We face substantial competition which may result in others discovering, developing or commercializing products before or more successfully than we do.
     The development and commercialization of new drugs is highly competitive and competition is expected to increase. We face competition with respect to our current product candidates and any products we may seek to develop or commercialize in the future from major pharmaceutical companies, specialty pharmaceutical companies and biotechnology companies worldwide. For example, several large pharmaceutical and biotechnology companies currently market and sell products for the treatment of Fabry disease. These products include Genzyme Corporation’s Fabrazyme and Shire PLC’s Replagal. In addition, Genzyme Corporation and Actelion, Ltd. market and sell Cerezyme and Zavesca, respectively, for the treatment of Gaucher disease, and Genzyme Corporation markets and sells Myozyme for the treatment of Pompe disease. We are also aware of other enzyme replacement and substrate reduction therapies in development by third parties.

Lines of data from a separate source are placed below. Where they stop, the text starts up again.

use std::path::PathBuf;

use crate::arch::dpu::DpuOptions;

#[derive(Debug, Clone, Copy, PartialEq, Eq)]
pub enum StepMode {
  Continuous,
  Step,
}

/// Where the Variant Profile comes from.
#[derive(Debug, Clone, PartialEq, Eq)]
pub enum TargetSource {
  Builtin(String),
  File(PathBuf),
}

#[derive(Debug, Clone)]
pub struct SimConfig {
  pub target: TargetSource,
  pub quiet: bool,
  pub step_mode: StepMode,
  pub trace_file: Option<PathBuf>,
  pub output_file: Option<PathBuf>,
  pub dpu: DpuOptions,
}

impl Default for SimConfig {
  fn default() -> Self {
    Self {
      target: TargetSource::Builtin("XV2DPU".to_string()),
      quiet: false,
      step_mode: StepMode::Continuous,
      trace_file: None,
      output_file: None,
      dpu: DpuOptions::default(),
    }
  }
}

     Potential competitors also include academic institutions, government agencies and other public and private research organizations that conduct research, seek patent protection and establish collaborative arrangements for research, development, manufacturing and commercialization. Our competitors may develop products that are more effective, safer, more convenient or less costly than any that we are developing or that would render our product candidates obsolete or noncompetitive. Our competitors may also obtain FDA or other regulatory approval for their products more rapidly than we may obtain approval for ours. We may also face competition from off-label use of other approved therapies. There can be no assurance that developments by others that will not render our product candidates obsolete or noncompetitive either during the research phase or once the products reach commercialization.

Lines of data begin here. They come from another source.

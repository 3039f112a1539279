pub mod mode;
pub mod records;
pub mod shell;

pub use mode::{SimConfig, StepMode};
pub use records::InstRecord;
use std::fmt;
use thiserror::Error;

/// Id of the instruction an error belongs to. Unknown until the sequencer
/// stamps it on the way out of `Sequencer::issue`.
#[derive(Debug, Clone, Copy, Default, PartialEq, Eq)]
pub struct InstId(pub Option<u64>);

impl fmt::Display for InstId {
  fn fmt(&self, f: &mut fmt::Formatter<'_>) -> fmt::Result {
    match self.0 {
      Some(id) => write!(f, "#{}", id),
      None => write!(f, "#?"),
    }
  }
}

#[derive(Debug, Error)]
pub enum DpuError {
  /// A field value outside its legal numeric range.
  #[error("instruction {inst}: parameter error: {message}")]
  Parameter { inst: InstId, message: String },

  /// Bank id, bank address or external offset beyond declared bounds.
  #[error("instruction {inst}: address out of range: {message}")]
  AddressOutOfRange { inst: InstId, message: String },

  /// Compute instruction without, or in excess of, its init block.
  #[error("instruction {inst}: ordering error: {message}")]
  Ordering { inst: InstId, message: String },

  /// Mode known to the taxonomy but not enabled on the active target.
  #[error("instruction {inst}: {message} is unsupported on {target}")]
  Unsupported { inst: InstId, message: String, target: String },

  #[error("configuration error: {0}")]
  Config(String),

  #[error("program error: {0}")]
  Program(String),

  #[error(transparent)]
  Io(#[from] std::io::Error),

  #[error(transparent)]
  Json(#[from] serde_json::Error),
}

pub type Result<T> = std::result::Result<T, DpuError>;

impl DpuError {
  pub fn param(message: impl Into<String>) -> Self {
    DpuError::Parameter { inst: InstId::default(), message: message.into() }
  }

  pub fn range(message: impl Into<String>) -> Self {
    DpuError::AddressOutOfRange { inst: InstId::default(), message: message.into() }
  }

  pub fn ordering(message: impl Into<String>) -> Self {
    DpuError::Ordering { inst: InstId::default(), message: message.into() }
  }

  pub fn unsupported(message: impl Into<String>, target: impl Into<String>) -> Self {
    DpuError::Unsupported {
      inst: InstId::default(),
      message: message.into(),
      target: target.into(),
    }
  }

  /// Attach an instruction id if none was recorded yet.
  pub fn at(mut self, id: u64) -> Self {
    match &mut self {
      DpuError::Parameter { inst, .. }
      | DpuError::AddressOutOfRange { inst, .. }
      | DpuError::Ordering { inst, .. }
      | DpuError::Unsupported { inst, .. } => {
        if inst.0.is_none() {
          inst.0 = Some(id);
        }
      },
      _ => {},
    }
    self
  }

  pub fn inst(&self) -> Option<u64> {
    match self {
      DpuError::Parameter { inst, .. }
      | DpuError::AddressOutOfRange { inst, .. }
      | DpuError::Ordering { inst, .. }
      | DpuError::Unsupported { inst, .. } => inst.0,
      _ => None,
    }
  }
}

/// `check!(cond, DpuError::param(...))` returns the error when `cond` fails.
#[macro_export]
macro_rules! check {
  ($cond:expr, $err:expr) => {
    if !($cond) {
      return Err($err);
    }
  };
}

     We believe that many competitors, including academic institutions, government agencies, public and private research organizations, large pharmaceutical companies and smaller more focused companies, are attempting to develop therapies for many of our target indications.

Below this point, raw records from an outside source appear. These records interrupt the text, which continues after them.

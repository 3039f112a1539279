//! Hardware Variant Profiles: per-generation constants and capabilities.

use std::path::Path;

use serde::{Deserialize, Serialize};

use crate::check;
use crate::error::{DpuError, Result};

#[derive(Debug, Clone, Copy, PartialEq, Eq, Hash, Serialize, Deserialize)]
#[serde(rename_all = "UPPERCASE")]
pub enum Generation {
  Dpuv2,
  Xvdpu,
  Xv2dpu,
  Xv3dpu,
}

impl Generation {
  pub const ALL: [Generation; 4] = [Generation::Dpuv2, Generation::Xvdpu, Generation::Xv2dpu, Generation::Xv3dpu];

  pub fn name(self) -> &'static str {
    match self {
      Generation::Dpuv2 => "DPUV2",
      Generation::Xvdpu => "XVDPU",
      Generation::Xv2dpu => "XV2DPU",
      Generation::Xv3dpu => "XV3DPU",
    }
  }

  pub fn from_name(name: &str) -> Result<Self> {
    Self::ALL
      .into_iter()
      .find(|g| g.name().eq_ignore_ascii_case(name))
      .ok_or_else(|| DpuError::Config(format!("unknown target generation {}", name)))
  }

  /// Address-list indirection instead of direct bank-stride addressing.
  pub fn is_tiled(self) -> bool {
    matches!(self, Generation::Xv2dpu | Generation::Xv3dpu)
  }
}

impl std::fmt::Display for Generation {
  fn fmt(&self, f: &mut std::fmt::Formatter<'_>) -> std::fmt::Result {
    f.write_str(self.name())
  }
}

#[derive(Debug, Clone, Copy, PartialEq, Eq, Hash, Serialize, Deserialize)]
#[serde(rename_all = "SCREAMING_SNAKE_CASE")]
pub enum ExecMode {
  Dwcv,
  Prelu,
  Avepool,
  Maxpool,
  Leakyrelu,
  Maxreduce,
  Dwcvb0,
  Hsigmoid,
  Dwcvw16b0,
  Macc,
  Comp,
  ElewAdd,
  ElewMul,
  InstancenormFirst,
  InstancenormSecond,
  Layernorm,
  Reduction,
  ElewDiv,
  L2norm,
}

impl ExecMode {
  const TABLE: [ExecMode; 19] = [
    ExecMode::Dwcv,
    ExecMode::Prelu,
    ExecMode::Avepool,
    ExecMode::Maxpool,
    ExecMode::Leakyrelu,
    ExecMode::Maxreduce,
    ExecMode::Dwcvb0,
    ExecMode::Hsigmoid,
    ExecMode::Dwcvw16b0,
    ExecMode::Macc,
    ExecMode::Comp,
    ExecMode::ElewAdd,
    ExecMode::ElewMul,
    ExecMode::InstancenormFirst,
    ExecMode::InstancenormSecond,
    ExecMode::Layernorm,
    ExecMode::Reduction,
    ExecMode::ElewDiv,
    ExecMode::L2norm,
  ];

  pub fn from_code(code: i64) -> Result<Self> {
    usize::try_from(code)
      .ok()
      .and_then(|i| Self::TABLE.get(i).copied())
      .ok_or_else(|| DpuError::param(format!("exec_mode {} outside the mode taxonomy", code)))
  }

  pub fn code(self) -> i64 {
    self as i64
  }

  pub fn is_elew(self) -> bool {
    matches!(self, ExecMode::ElewAdd | ExecMode::ElewMul | ExecMode::ElewDiv)
  }

  pub fn is_instnorm(self) -> bool {
    matches!(self, ExecMode::InstancenormFirst | ExecMode::InstancenormSecond)
  }
}

#[derive(Debug, Clone, Copy, PartialEq, Eq, Hash, Serialize, Deserialize)]
#[serde(rename_all = "SCREAMING_SNAKE_CASE")]
pub enum ActType {
  None,
  Relu,
  Prelu,
  LeakyRelu,
  Relu6,
  Hsigmoid,
  Hswish,
}

impl ActType {
  pub fn from_code(code: i64) -> Result<Self> {
    Ok(match code {
      0 => ActType::None,
      1 => ActType::Relu,
      2 => ActType::Prelu,
      3 => ActType::LeakyRelu,
      4 => ActType::Relu6,
      5 => ActType::Hsigmoid,
      6 => ActType::Hswish,
      _ => return Err(DpuError::param(format!("act_type {} outside the activation taxonomy", code))),
    })
  }
}

#[derive(Debug, Clone, Copy, PartialEq, Eq)]
pub enum PadType {
  Zero,
  Min,
}

impl PadType {
  pub fn from_code(code: i64) -> Result<Self> {
    match code {
      0 => Ok(PadType::Zero),
      1 => Ok(PadType::Min),
      _ => Err(DpuError::param(format!("pad_type {} is neither ZERO nor MIN", code))),
    }
  }
}

/// A run of banks sharing geometry; ids are `base_id..base_id + bank_num`.
#[derive(Debug, Clone, PartialEq, Eq, Serialize, Deserialize)]
pub struct BankGroup {
  pub name: String,
  pub base_id: u32,
  pub bank_num: u32,
  pub width: usize,
  pub depth: usize,
}

#[derive(Debug, Clone, Copy, PartialEq, Eq, Serialize, Deserialize)]
pub struct Parallel {
  pub pixel_parallel: usize,
  pub channel_parallel: usize,
  #[serde(default)]
  pub output_w_parallel: usize,
}

#[derive(Debug, Clone, PartialEq, Eq, Serialize, Deserialize)]
pub struct ConvEngine {
  pub pixel_parallel: usize,
  pub input_channel_parallel: usize,
  pub output_channel_parallel: usize,
  pub weight_bank: String,
  pub bias_bank: String,
}

#[derive(Debug, Clone, PartialEq, Eq, Serialize, Deserialize)]
pub struct AluEngine {
  pub pixel_parallel: usize,
  pub channel_parallel: usize,
  pub weight_bank: String,
  pub bias_bank: String,
  #[serde(default)]
  pub nonlinear: Vec<ActType>,
}

/// Engine tables of the newest generation, indexed by `aie_mode`.
#[derive(Debug, Clone, PartialEq, Eq, Serialize, Deserialize)]
pub struct TiledEngines {
  pub dwconv_weight_bank: String,
  pub norm_weight_bank: String,
  /// Output channels per core, indexed by core mode.
  pub core_ocp: Vec<usize>,
  pub dwconv: Vec<Parallel>,
  pub pool: Vec<Parallel>,
  pub eltwise: Vec<Parallel>,
  pub norm: Vec<Parallel>,
  pub reduce: Parallel,
  pub l2norm: Parallel,
}

impl TiledEngines {
  pub fn mode(table: &[Parallel], aie_mode: i64, what: &str) -> Result<Parallel> {
    usize::try_from(aie_mode)
      .ok()
      .and_then(|i| table.get(i).copied())
      .ok_or_else(|| DpuError::param(format!("aie_mode {} has no {} parallel entry", aie_mode, what)))
  }

  pub fn core(&self, core_mode: usize) -> Result<usize> {
    self
      .core_ocp
      .get(core_mode)
      .copied()
      .filter(|&c| c > 0)
      .ok_or_else(|| DpuError::Config(format!("core mode {} not declared", core_mode)))
  }
}

/// Optional white-lists; an empty list leaves the check off.
#[derive(Debug, Clone, Default, PartialEq, Eq, Serialize, Deserialize)]
pub struct WhiteLists {
  #[serde(default, rename = "alu-in")]
  pub alu_in: Vec<u32>,
  #[serde(default, rename = "alu-out")]
  pub alu_out: Vec<u32>,
  #[serde(default, rename = "alu-kernel")]
  pub alu_kernel: Vec<u32>,
  #[serde(default, rename = "alu-stride")]
  pub alu_stride: Vec<u32>,
  #[serde(default, rename = "load-out")]
  pub load_out: Vec<u32>,
}

impl WhiteLists {
  pub fn allows(list: &[u32], value: u32) -> bool {
    list.is_empty() || list.contains(&value)
  }
}

#[derive(Debug, Clone, PartialEq, Eq, Serialize, Deserialize)]
pub struct Profile {
  pub name: String,
  pub generation: Generation,
  pub image_bank: String,
  pub mean_value_bank: String,
  pub exec_modes: Vec<ExecMode>,
  pub bank_groups: Vec<BankGroup>,
  pub conv: ConvEngine,
  pub alu: AluEngine,
  #[serde(default)]
  pub tiled: Option<TiledEngines>,
  #[serde(default)]
  pub white_lists: WhiteLists,
}

fn group(name: &str, base_id: u32, bank_num: u32, width: usize, depth: usize) -> BankGroup {
  BankGroup { name: name.to_string(), base_id, bank_num, width, depth }
}

fn par(pixel_parallel: usize, channel_parallel: usize, output_w_parallel: usize) -> Parallel {
  Parallel { pixel_parallel, channel_parallel, output_w_parallel }
}

const LEGACY_MODES: [ExecMode; 9] = [
  ExecMode::Dwcv,
  ExecMode::Prelu,
  ExecMode::Avepool,
  ExecMode::Maxpool,
  ExecMode::Leakyrelu,
  ExecMode::Maxreduce,
  ExecMode::Dwcvb0,
  ExecMode::Hsigmoid,
  ExecMode::Dwcvw16b0,
];

impl Profile {
  pub fn builtin(generation: Generation) -> Self {
    match generation {
      Generation::Dpuv2 => Self::legacy(generation, 8, 16, 2048, &LEGACY_MODES[..7]),
      Generation::Xvdpu => Self::legacy(generation, 8, 32, 4096, &LEGACY_MODES),
      Generation::Xv2dpu => Self::xv2dpu(),
      Generation::Xv3dpu => Self::xv3dpu(),
    }
  }

  fn legacy(generation: Generation, pp: usize, cp: usize, depth: usize, modes: &[ExecMode]) -> Self {
    let img = pp as u32 * 2;
    Profile {
      name: generation.name().to_string(),
      generation,
      bank_groups: vec![
        group("IMG", 0, img, cp, depth),
        group("CONVW", img, 1, cp * 2, depth),
        group("CONVB", img + 1, 1, cp, 256),
        group("DWCVW", img + 2, 1, cp, depth),
        group("DWCVB", img + 3, 1, cp, 256),
        group("MEAN", img + 4, 1, cp, 4),
      ],
      image_bank: "IMG".into(),
      mean_value_bank: "MEAN".into(),
      conv: ConvEngine {
        pixel_parallel: pp,
        input_channel_parallel: cp,
        output_channel_parallel: cp,
        weight_bank: "CONVW".into(),
        bias_bank: "CONVB".into(),
      },
      alu: AluEngine {
        pixel_parallel: pp,
        channel_parallel: cp,
        weight_bank: "DWCVW".into(),
        bias_bank: "DWCVB".into(),
        nonlinear: vec![ActType::Relu, ActType::LeakyRelu, ActType::Relu6],
      },
      tiled: None,
      exec_modes: modes.to_vec(),
      white_lists: WhiteLists::default(),
    }
  }

  fn xv2dpu() -> Self {
    Profile {
      name: "XV2DPU".into(),
      generation: Generation::Xv2dpu,
      bank_groups: vec![
        group("IMG", 0, 1, 16, 65536),
        group("WGT", 1, 4, 16, 4096),
        group("MEAN", 5, 1, 16, 4),
      ],
      image_bank: "IMG".into(),
      mean_value_bank: "MEAN".into(),
      conv: ConvEngine {
        pixel_parallel: 8,
        input_channel_parallel: 32,
        output_channel_parallel: 32,
        weight_bank: "WGT".into(),
        bias_bank: "WGT".into(),
      },
      alu: AluEngine {
        pixel_parallel: 4,
        channel_parallel: 32,
        weight_bank: "WGT".into(),
        bias_bank: "WGT".into(),
        nonlinear: vec![ActType::Relu, ActType::LeakyRelu, ActType::Relu6, ActType::Hsigmoid, ActType::Hswish],
      },
      tiled: None,
      exec_modes: vec![ExecMode::Macc, ExecMode::Comp, ExecMode::ElewAdd, ExecMode::ElewMul],
      white_lists: WhiteLists { alu_in: vec![0], alu_out: vec![0], ..Default::default() },
    }
  }

  fn xv3dpu() -> Self {
    Profile {
      name: "XV3DPU".into(),
      generation: Generation::Xv3dpu,
      bank_groups: vec![
        group("IMG", 0, 1, 32, 65536),
        group("WGT", 1, 4, 32, 8192),
        group("MEAN", 5, 1, 32, 2),
      ],
      image_bank: "IMG".into(),
      mean_value_bank: "MEAN".into(),
      conv: ConvEngine {
        pixel_parallel: 8,
        input_channel_parallel: 64,
        output_channel_parallel: 64,
        weight_bank: "WGT".into(),
        bias_bank: "WGT".into(),
      },
      alu: AluEngine {
        pixel_parallel: 4,
        channel_parallel: 32,
        weight_bank: "WGT".into(),
        bias_bank: "WGT".into(),
        nonlinear: vec![ActType::Relu, ActType::LeakyRelu, ActType::Relu6, ActType::Hsigmoid, ActType::Hswish],
      },
      tiled: Some(TiledEngines {
        dwconv: vec![par(4, 16, 8), par(4, 32, 8)],
        pool: vec![par(4, 16, 8), par(4, 32, 8)],
        eltwise: vec![par(4, 32, 8), par(4, 64, 8)],
        norm: vec![par(4, 32, 8)],
        reduce: par(4, 64, 8),
        l2norm: par(4, 32, 8),
        core_ocp: vec![32, 8, 32],
        dwconv_weight_bank: "WGT".into(),
        norm_weight_bank: "WGT".into(),
      }),
      exec_modes: vec![
        ExecMode::Macc,
        ExecMode::Comp,
        ExecMode::ElewAdd,
        ExecMode::ElewMul,
        ExecMode::ElewDiv,
        ExecMode::InstancenormFirst,
        ExecMode::InstancenormSecond,
        ExecMode::Reduction,
        ExecMode::L2norm,
      ],
      white_lists: WhiteLists { alu_in: vec![0], alu_out: vec![0], ..Default::default() },
    }
  }

  /// Read a profile replacing the built-in one of its generation.
  pub fn from_toml_file(path: &Path) -> Result<Self> {
    let text = std::fs::read_to_string(path)
      .map_err(|e| DpuError::Config(format!("cannot read profile {:?}: {}", path, e)))?;
    Self::from_toml_str(&text)
  }

  pub fn from_toml_str(text: &str) -> Result<Self> {
    let profile: Profile =
      toml::from_str(text).map_err(|e| DpuError::Config(format!("profile TOML: {}", e)))?;
    profile.validate()?;
    Ok(profile)
  }

  pub fn validate(&self) -> Result<()> {
    let has = |name: &str| self.bank_groups.iter().any(|g| g.name == name);
    for name in [
      &self.image_bank,
      &self.mean_value_bank,
      &self.conv.weight_bank,
      &self.conv.bias_bank,
      &self.alu.weight_bank,
      &self.alu.bias_bank,
    ] {
      check!(has(name), DpuError::Config(format!("{}: bank group {} not declared", self.name, name)));
    }
    check!(
      self.alu.pixel_parallel > 0 && self.alu.channel_parallel > 0 && self.conv.pixel_parallel > 0,
      DpuError::Config(format!("{}: zero parallelism", self.name))
    );
    if self.generation == Generation::Xv3dpu {
      let tiled = self
        .tiled
        .as_ref()
        .ok_or_else(|| DpuError::Config(format!("{}: missing tiled engine tables", self.name)))?;
      for name in [&tiled.dwconv_weight_bank, &tiled.norm_weight_bank] {
        check!(has(name), DpuError::Config(format!("{}: bank group {} not declared", self.name, name)));
      }
    }
    Ok(())
  }

  pub fn supports(&self, mode: ExecMode) -> bool {
    self.exec_modes.contains(&mode)
  }

  /// Range check then support check of a raw `exec_mode` field.
  pub fn exec_mode(&self, code: i64) -> Result<ExecMode> {
    let mode = ExecMode::from_code(code)?;
    check!(
      self.supports(mode),
      DpuError::unsupported(format!("exec_mode {:?}", mode), self.name.clone())
    );
    Ok(mode)
  }

  pub fn supports_act(&self, act: ActType) -> bool {
    act == ActType::None || self.alu.nonlinear.contains(&act)
  }

  pub fn tiled(&self) -> Result<&TiledEngines> {
    self
      .tiled
      .as_ref()
      .ok_or_else(|| DpuError::Config(format!("{}: no tiled engine tables", self.name)))
  }

  pub fn group(&self, name: &str) -> Result<&BankGroup> {
    self
      .bank_groups
      .iter()
      .find(|g| g.name == name)
      .ok_or_else(|| DpuError::Config(format!("{}: bank group {} not declared", self.name, name)))
  }

  pub fn total_banks(&self) -> u32 {
    self.bank_groups.iter().map(|g| g.bank_num).sum()
  }
}

#[cfg(test)]
mod tests {
  use super::*;

  #[test]
  fn builtins_validate() {
    for g in Generation::ALL {
      let p = Profile::builtin(g);
      p.validate().unwrap();
      assert_eq!(p.generation, g);
    }
  }

  #[test]
  fn exec_mode_range_then_support() {
    let p = Profile::builtin(Generation::Xv2dpu);
    assert!(matches!(p.exec_mode(19), Err(DpuError::Parameter { .. })));
    assert!(matches!(p.exec_mode(16), Err(DpuError::Unsupported { .. })));
    assert_eq!(p.exec_mode(9).unwrap(), ExecMode::Macc);
  }

  #[test]
  fn profile_round_trips_through_toml() {
    let p = Profile::builtin(Generation::Xv3dpu);
    let text = toml::to_string(&p).unwrap();
    let back = Profile::from_toml_str(&text).unwrap();
    assert_eq!(back, p);
  }

  #[test]
  fn generation_names() {
    assert_eq!(Generation::from_name("xv2dpu").unwrap(), Generation::Xv2dpu);
    assert!(Generation::from_name("dpuv9").is_err());
    assert!(Generation::Xv3dpu.is_tiled());
    assert!(!Generation::Dpuv2.is_tiled());
  }
}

     Many of our competitors have significantly greater financial resources and expertise in research and development, manufacturing, preclinical testing, conducting clinical trials, obtaining regulatory approvals, prosecuting intellectual property rights and marketing approved products than we do. Smaller and other early stage companies may also prove to be significant competitors, particularly through collaborative arrangements with large and established companies. These third parties compete with us in recruiting and retaining qualified scientific and management personnel, establishing clinical trial sites and patient registration for clinical trials, as well as in acquiring technologies complementary to or necessary for our programs or advantageous to our business. In addition, if we obtain regulatory approvals for our products, manufacturing efficiency and marketing capabilities are likely to be significant competitive factors. We currently have no commercial manufacturing capability, sales force or marketing infrastructure. Further, many of our competitors have substantial resources and expertise in conducting collaborative arrangements, sourcing in-licensing arrangements and acquiring new business lines or businesses that are greater than our own.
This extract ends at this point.